**Listed records:**
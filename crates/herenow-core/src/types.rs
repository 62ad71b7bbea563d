use chrono::{DateTime, Utc};
use serde::{Deserialize, Serialize};
use uuid::Uuid;

/// A single page-visit event, append-only once written.
///
/// `occurred_at` is the server clock at ingestion time, never the
/// client's. Events are only inserted and aggregated; there is no
/// update or delete path anywhere in the system.
#[derive(Clone, Debug, PartialEq, Eq, Serialize, Deserialize)]
pub struct PageVisitEvent {
    pub id: Uuid,
    /// Canonical host of the tracked site.
    pub domain: String,
    /// Page path within the domain.
    pub path: String,
    /// Stable per-browser identifier, persisted client-side across sessions.
    pub visitor_id: String,
    /// Identifier scoped to one browser session.
    pub session_id: String,
    /// Requesting User-Agent header, empty when absent.
    pub user_agent: String,
    pub occurred_at: DateTime<Utc>,
}

/// A computed (here, now) result for one (domain, path) at a point in time.
///
/// `now <= here` always: every visitor counted in the activity window
/// also appears in the all-time distinct set. Snapshots are superseded
/// by the next computation, never mutated.
#[derive(Clone, Debug, PartialEq, Eq, Serialize, Deserialize)]
pub struct PresenceSnapshot {
    pub domain: String,
    pub path: String,
    /// Distinct visitors ever recorded for this page.
    pub here: u64,
    /// Distinct visitors active within the trailing activity window.
    pub now: u64,
    pub computed_at: DateTime<Utc>,
}

#[cfg(test)]
mod tests {
    use super::*;

    #[test]
    fn test_snapshot_serializes_counts_as_numbers() {
        let snap = PresenceSnapshot {
            domain: "example.com".to_string(),
            path: "/".to_string(),
            here: 7,
            now: 2,
            computed_at: Utc::now(),
        };
        let json = serde_json::to_value(&snap).unwrap();
        assert_eq!(json["here"], 7);
        assert_eq!(json["now"], 2);
        assert_eq!(json["domain"], "example.com");
    }

    #[test]
    fn test_event_roundtrip() {
        let event = PageVisitEvent {
            id: Uuid::new_v4(),
            domain: "example.com".to_string(),
            path: "/blog".to_string(),
            visitor_id: "v1".to_string(),
            session_id: "s1".to_string(),
            user_agent: "Mozilla/5.0".to_string(),
            occurred_at: Utc::now(),
        };
        let json = serde_json::to_string(&event).unwrap();
        let back: PageVisitEvent = serde_json::from_str(&json).unwrap();
        assert_eq!(back, event);
    }
}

**Work to be completed:** All lines above between those holding "time, never the" and "let json = serde_json::to_value(&snap).unwrap();", inclusive, must be set down unchanged, and no other line may be included.

**Response for this exercise:**
/// `occurred_at` is the server clock at ingestion time, never the
/// client's. Events are only inserted and aggregated; there is no
/// update or delete path anywhere in the system.
#[derive(Clone, Debug, PartialEq, Eq, Serialize, Deserialize)]
pub struct PageVisitEvent {
    pub id: Uuid,
    /// Canonical host of the tracked site.
    pub domain: String,
    /// Page path within the domain.
    pub path: String,
    /// Stable per-browser identifier, persisted client-side across sessions.
    pub visitor_id: String,
    /// Identifier scoped to one browser session.
    pub session_id: String,
    /// Requesting User-Agent header, empty when absent.
    pub user_agent: String,
    pub occurred_at: DateTime<Utc>,
}

/// A computed (here, now) result for one (domain, path) at a point in time.
///
/// `now <= here` always: every visitor counted in the activity window
/// also appears in the all-time distinct set. Snapshots are superseded
/// by the next computation, never mutated.
#[derive(Clone, Debug, PartialEq, Eq, Serialize, Deserialize)]
pub struct PresenceSnapshot {
    pub domain: String,
    pub path: String,
    /// Distinct visitors ever recorded for this page.
    pub here: u64,
    /// Distinct visitors active within the trailing activity window.
    pub now: u64,
    pub computed_at: DateTime<Utc>,
}

#[cfg(test)]
mod tests {
    use super::*;

    #[test]
    fn test_snapshot_serializes_counts_as_numbers() {
        let snap = PresenceSnapshot {
            domain: "example.com".to_string(),
            path: "/".to_string(),
            here: 7,
            now: 2,
            computed_at: Utc::now(),
        };
        let json = serde_json::to_value(&snap).unwrap();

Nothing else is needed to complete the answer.